▶ BRIEF: Single out the lines of the material that contain "enum" and copy them.

▶ DATA FOR ANALYSIS:
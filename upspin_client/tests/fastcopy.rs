//! The fast-copy path: `put_duplicate` reuses block references, so the
//! store holds one physical copy under two names, and deletion of either
//! name leaves the other readable.

mod common;

use upspin_core::{Kind, PathName};

#[tokio::test]
async fn duplicate_shares_references() {
    let ann = common::new_user("ann@example.com", "copy-dup", 1).await;
    ann.mkdir(&"ann@example.com/".into()).await.unwrap();
    let src = PathName::from("ann@example.com/src");
    let dst = PathName::from("ann@example.com/dst");
    ann.put(&src, b"copy me cheaply").await.unwrap();

    ann.put_duplicate(&src, &dst).await.unwrap();

    // Same bytes, identical block references.
    assert_eq!(ann.get(&dst).await.unwrap(), b"copy me cheaply");
    let a = ann.lookup(&src, true).await.unwrap();
    let b = ann.lookup(&dst, true).await.unwrap();
    let refs = |e: &upspin_core::DirEntry| {
        e.blocks
            .iter()
            .map(|b| b.location.reference.clone())
            .collect::<Vec<_>>()
    };
    assert_eq!(refs(&a), refs(&b));
    assert_eq!(a.signed_name, b.signed_name);

    // Deleting one name does not orphan the other: directory-only.
    ann.delete(&src).await.unwrap();
    assert_eq!(ann.get(&dst).await.unwrap(), b"copy me cheaply");
}

#[tokio::test]
async fn duplicate_failure_modes() {
    let ann = common::new_user("ann@example.com", "copy-fail", 1).await;
    ann.mkdir(&"ann@example.com/".into()).await.unwrap();
    ann.mkdir(&"ann@example.com/dir".into()).await.unwrap();
    ann.put(&"ann@example.com/a".into(), b"a").await.unwrap();
    ann.put(&"ann@example.com/b".into(), b"b").await.unwrap();

    let err = ann
        .put_duplicate(&"ann@example.com/dir".into(), &"ann@example.com/x".into())
        .await
        .unwrap_err();
    assert!(err.is(Kind::IsDir));

    let err = ann
        .put_duplicate(&"ann@example.com/a".into(), &"ann@example.com/b".into())
        .await
        .unwrap_err();
    assert!(err.is(Kind::Exist));

    // A deleted-then-recreated destination takes a fresh sequence.
    ann.delete(&"ann@example.com/b".into()).await.unwrap();
    let recreated = ann
        .put_duplicate(&"ann@example.com/a".into(), &"ann@example.com/b".into())
        .await
        .unwrap();
    let a = ann.lookup(&"ann@example.com/a".into(), true).await.unwrap();
    assert!(recreated.sequence > a.sequence);
}
//! ECDSA keypairs over the NIST curves.
//!
//! Public keys are self-describing text: the curve name on the first line,
//! then the X and Y affine coordinates as decimal integers. The key hash
//! (the index readers use to find their wrapped-key slot) is the SHA-256
//! of that canonical text.

use ecdsa::signature::{Signer, Verifier};
use elliptic_curve::sec1::ToEncodedPoint;
use num_bigint::BigUint;
use sha2::{Digest, Sha256};

use upspin_core::{Error, Kind, Result, Signature};

/// The supported curves.
#[derive(Clone, Copy, Debug, PartialEq, Eq)]
pub enum Curve {
    P256,
    P384,
    P521,
}

impl Curve {
    pub fn name(self) -> &'static str {
        match self {
            Curve::P256 => "p256",
            Curve::P384 => "p384",
            Curve::P521 => "p521",
        }
    }

    pub fn from_name(name: &str) -> Result<Curve> {
        match name {
            "p256" => Ok(Curve::P256),
            "p384" => Ok(Curve::P384),
            "p521" => Ok(Curve::P521),
            other => Err(Error::invalid(format!("unknown curve {other:?}"))),
        }
    }

    /// Width of one field element in bytes.
    pub fn field_bytes(self) -> usize {
        match self {
            Curve::P256 => 32,
            Curve::P384 => 48,
            Curve::P521 => 66,
        }
    }

    /// Bits of the scalar field; used to mask derived key material.
    pub(crate) fn scalar_bits(self) -> usize {
        match self {
            Curve::P256 => 256,
            Curve::P384 => 384,
            Curve::P521 => 521,
        }
    }
}

#[derive(Clone)]
enum VerifyingKeyInner {
    P256(p256::ecdsa::VerifyingKey),
    P384(p384::ecdsa::VerifyingKey),
    P521(p521::ecdsa::VerifyingKey),
}

/// A parsed public key, kept alongside its canonical text.
#[derive(Clone)]
pub struct PublicKey {
    text: String,
    curve: Curve,
    inner: VerifyingKeyInner,
}

impl std::fmt::Debug for PublicKey {
    fn fmt(&self, f: &mut std::fmt::Formatter<'_>) -> std::fmt::Result {
        write!(f, "PublicKey({}, {})", self.curve.name(), hex::encode(&self.key_hash()[..5]))
    }
}

impl PartialEq for PublicKey {
    fn eq(&self, other: &Self) -> bool {
        self.text == other.text
    }
}

impl Eq for PublicKey {}

fn pad_left(bytes: &[u8], width: usize) -> Result<Vec<u8>> {
    let bytes = strip_leading_zeros(bytes);
    if bytes.len() > width {
        return Err(Error::invalid("integer too large for curve field"));
    }
    let mut out = vec![0u8; width];
    out[width - bytes.len()..].copy_from_slice(bytes);
    Ok(out)
}

fn strip_leading_zeros(bytes: &[u8]) -> &[u8] {
    let start = bytes.iter().position(|&b| b != 0).unwrap_or(bytes.len());
    &bytes[start..]
}

fn decimal(bytes: &[u8]) -> String {
    BigUint::from_bytes_be(bytes).to_str_radix(10)
}

fn parse_decimal(s: &str) -> Result<Vec<u8>> {
    let n = s
        .trim()
        .parse::<BigUint>()
        .map_err(|_| Error::invalid(format!("bad integer in key: {s:?}")))?;
    Ok(n.to_bytes_be())
}

fn canonical_text(curve: Curve, x: &[u8], y: &[u8]) -> String {
    format!("{}\n{}\n{}\n", curve.name(), decimal(x), decimal(y))
}

impl PublicKey {
    /// Parses public key text: curve name then decimal X and Y.
    pub fn parse(text: &str) -> Result<PublicKey> {
        let mut lines = text.lines().map(str::trim).filter(|l| !l.is_empty());
        let curve_name = lines
            .next()
            .ok_or_else(|| Error::invalid("empty public key"))?;
        let curve = Curve::from_name(curve_name)?;
        let x = parse_decimal(lines.next().ok_or_else(|| Error::invalid("public key missing X"))?)?;
        let y = parse_decimal(lines.next().ok_or_else(|| Error::invalid("public key missing Y"))?)?;

        let width = curve.field_bytes();
        let mut sec1 = Vec::with_capacity(1 + 2 * width);
        sec1.push(0x04);
        sec1.extend_from_slice(&pad_left(&x, width)?);
        sec1.extend_from_slice(&pad_left(&y, width)?);

        let inner = match curve {
            Curve::P256 => VerifyingKeyInner::P256(
                p256::ecdsa::VerifyingKey::from_sec1_bytes(&sec1)
                    .map_err(|_| bad_point(curve))?,
            ),
            Curve::P384 => VerifyingKeyInner::P384(
                p384::ecdsa::VerifyingKey::from_sec1_bytes(&sec1)
                    .map_err(|_| bad_point(curve))?,
            ),
            Curve::P521 => VerifyingKeyInner::P521(
                p521::ecdsa::VerifyingKey::from_sec1_bytes(&sec1)
                    .map_err(|_| bad_point(curve))?,
            ),
        };
        Ok(PublicKey {
            text: canonical_text(curve, &x, &y),
            curve,
            inner,
        })
    }

    /// The canonical text form, as stored in `public.upspinkey`.
    pub fn text(&self) -> &str {
        &self.text
    }

    pub fn curve(&self) -> Curve {
        self.curve
    }

    /// SHA-256 of the canonical text; the wrapped-key slot index.
    pub fn key_hash(&self) -> [u8; 32] {
        let mut hasher = Sha256::new();
        hasher.update(self.text.as_bytes());
        hasher.finalize().into()
    }

    /// The uncompressed SEC1 encoding of the point.
    pub fn sec1_bytes(&self) -> Vec<u8> {
        match &self.inner {
            VerifyingKeyInner::P256(vk) => vk.to_encoded_point(false).as_bytes().to_vec(),
            VerifyingKeyInner::P384(vk) => vk.to_encoded_point(false).as_bytes().to_vec(),
            VerifyingKeyInner::P521(vk) => vk.to_encoded_point(false).as_bytes().to_vec(),
        }
    }

    /// Verifies `sig` over `data`.
    pub fn verify(&self, data: &[u8], sig: &Signature) -> Result<()> {
        let width = self.curve.field_bytes();
        let mut rs = pad_left(&sig.r, width).map_err(|e| e.op("Verify"))?;
        rs.extend_from_slice(&pad_left(&sig.s, width).map_err(|e| e.op("Verify"))?);
        let verified = match &self.inner {
            VerifyingKeyInner::P256(vk) => p256::ecdsa::Signature::from_slice(&rs)
                .map(|s| vk.verify(data, &s).is_ok())
                .unwrap_or(false),
            VerifyingKeyInner::P384(vk) => p384::ecdsa::Signature::from_slice(&rs)
                .map(|s| vk.verify(data, &s).is_ok())
                .unwrap_or(false),
            VerifyingKeyInner::P521(vk) => p521::ecdsa::Signature::from_slice(&rs)
                .map(|s| vk.verify(data, &s).is_ok())
                .unwrap_or(false),
        };
        if verified {
            Ok(())
        } else {
            Err(Error::new(Kind::Invalid).op("Verify").msg("signature does not verify"))
        }
    }
}

fn bad_point(curve: Curve) -> Error {
    Error::invalid(format!("point is not on curve {}", curve.name()))
}

#[derive(Clone)]
enum SigningKeyInner {
    P256(p256::ecdsa::SigningKey),
    P384(p384::ecdsa::SigningKey),
    P521(p521::ecdsa::SigningKey),
}

/// A private/public keypair on one curve.
#[derive(Clone)]
pub struct KeyPair {
    public: PublicKey,
    secret: SigningKeyInner,
}

impl KeyPair {
    /// Builds a keypair from the curve and the private scalar D (decimal).
    /// The public half is derived, not trusted from the caller.
    pub fn from_secret(curve: Curve, d_decimal: &str) -> Result<KeyPair> {
        let d = parse_decimal(d_decimal)?;
        let d = pad_left(&d, curve.field_bytes())?;
        KeyPair::from_scalar_bytes(curve, &d)
    }

    /// Builds a keypair from a fixed-width big-endian scalar.
    pub(crate) fn from_scalar_bytes(curve: Curve, scalar: &[u8]) -> Result<KeyPair> {
        let invalid = || Error::invalid("private key scalar out of range");
        let (secret, sec1) = match curve {
            Curve::P256 => {
                let sk = p256::ecdsa::SigningKey::from_slice(scalar).map_err(|_| invalid())?;
                let pt = sk.verifying_key().to_encoded_point(false);
                (SigningKeyInner::P256(sk), pt.as_bytes().to_vec())
            }
            Curve::P384 => {
                let sk = p384::ecdsa::SigningKey::from_slice(scalar).map_err(|_| invalid())?;
                let pt = sk.verifying_key().to_encoded_point(false);
                (SigningKeyInner::P384(sk), pt.as_bytes().to_vec())
            }
            Curve::P521 => {
                let sk = p521::ecdsa::SigningKey::from_slice(scalar).map_err(|_| invalid())?;
                let pt = p521::ecdsa::VerifyingKey::from(&sk).to_encoded_point(false);
                (SigningKeyInner::P521(sk), pt.as_bytes().to_vec())
            }
        };
        let width = curve.field_bytes();
        let (x, y) = (&sec1[1..1 + width], &sec1[1 + width..]);
        let text = canonical_text(curve, x, y);
        let public = PublicKey::parse(&text)?;
        Ok(KeyPair { public, secret })
    }

    pub fn public(&self) -> &PublicKey {
        &self.public
    }

    pub fn curve(&self) -> Curve {
        self.public.curve
    }

    /// The private scalar D as a decimal string, for `secret.upspinkey`.
    pub fn secret_decimal(&self) -> String {
        let bytes = match &self.secret {
            SigningKeyInner::P256(sk) => sk.to_bytes().to_vec(),
            SigningKeyInner::P384(sk) => sk.to_bytes().to_vec(),
            SigningKeyInner::P521(sk) => sk.to_bytes().to_vec(),
        };
        decimal(&bytes)
    }

    /// Signs `data` with the curve's standard digest, returning (R, S).
    pub fn sign(&self, data: &[u8]) -> Result<Signature> {
        let (r, s) = match &self.secret {
            SigningKeyInner::P256(sk) => {
                let sig: p256::ecdsa::Signature = sk.sign(data);
                let (r, s) = sig.split_bytes();
                (r.to_vec(), s.to_vec())
            }
            SigningKeyInner::P384(sk) => {
                let sig: p384::ecdsa::Signature = sk.sign(data);
                let (r, s) = sig.split_bytes();
                (r.to_vec(), s.to_vec())
            }
            SigningKeyInner::P521(sk) => {
                let sig: p521::ecdsa::Signature = sk.sign(data);
                let (r, s) = sig.split_bytes();
                (r.to_vec(), s.to_vec())
            }
        };
        Ok(Signature {
            r: strip_leading_zeros(&r).to_vec(),
            s: strip_leading_zeros(&s).to_vec(),
        })
    }

    /// ECDH between this key and a peer point in SEC1 encoding on the same
    /// curve. Returns the raw shared secret bytes.
    pub fn ecdh(&self, peer_sec1: &[u8]) -> Result<Vec<u8>> {
        let err = || Error::new(Kind::CannotDecrypt).msg("bad ephemeral public key");
        let shared = match &self.secret {
            SigningKeyInner::P256(sk) => {
                let peer = p256::PublicKey::from_sec1_bytes(peer_sec1).map_err(|_| err())?;
                elliptic_curve::ecdh::diffie_hellman(sk.as_nonzero_scalar(), peer.as_affine())
                    .raw_secret_bytes()
                    .to_vec()
            }
            SigningKeyInner::P384(sk) => {
                let peer = p384::PublicKey::from_sec1_bytes(peer_sec1).map_err(|_| err())?;
                elliptic_curve::ecdh::diffie_hellman(sk.as_nonzero_scalar(), peer.as_affine())
                    .raw_secret_bytes()
                    .to_vec()
            }
            SigningKeyInner::P521(sk) => {
                let peer = p521::PublicKey::from_sec1_bytes(peer_sec1).map_err(|_| err())?;
                elliptic_curve::ecdh::diffie_hellman(sk.as_nonzero_scalar(), peer.as_affine())
                    .raw_secret_bytes()
                    .to_vec()
            }
        };
        Ok(shared)
    }
}

/// ECDH with a fresh ephemeral key against `reader`'s curve and point.
/// Returns the ephemeral public point (SEC1) and the raw shared secret.
pub fn ephemeral_ecdh(reader: &PublicKey) -> Result<(Vec<u8>, Vec<u8>)> {
    let mut rng = rand::rngs::OsRng;
    let sec1 = reader.sec1_bytes();
    let err = || Error::invalid("bad reader public key");
    match reader.curve {
        Curve::P256 => {
            let eph = p256::ecdh::EphemeralSecret::random(&mut rng);
            let peer = p256::PublicKey::from_sec1_bytes(&sec1).map_err(|_| err())?;
            let shared = eph.diffie_hellman(&peer).raw_secret_bytes().to_vec();
            let public = eph.public_key().to_encoded_point(false).as_bytes().to_vec();
            Ok((public, shared))
        }
        Curve::P384 => {
            let eph = p384::ecdh::EphemeralSecret::random(&mut rng);
            let peer = p384::PublicKey::from_sec1_bytes(&sec1).map_err(|_| err())?;
            let shared = eph.diffie_hellman(&peer).raw_secret_bytes().to_vec();
            let public = eph.public_key().to_encoded_point(false).as_bytes().to_vec();
            Ok((public, shared))
        }
        Curve::P521 => {
            let eph = p521::ecdh::EphemeralSecret::random(&mut rng);
            let peer = p521::PublicKey::from_sec1_bytes(&sec1).map_err(|_| err())?;
            let shared = eph.diffie_hellman(&peer).raw_secret_bytes().to_vec();
            let public = eph.public_key().to_encoded_point(false).as_bytes().to_vec();
            Ok((public, shared))
        }
    }
}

▶ RESPONSE TO THE TASK:
pub enum Curve {
enum VerifyingKeyInner {
enum SigningKeyInner {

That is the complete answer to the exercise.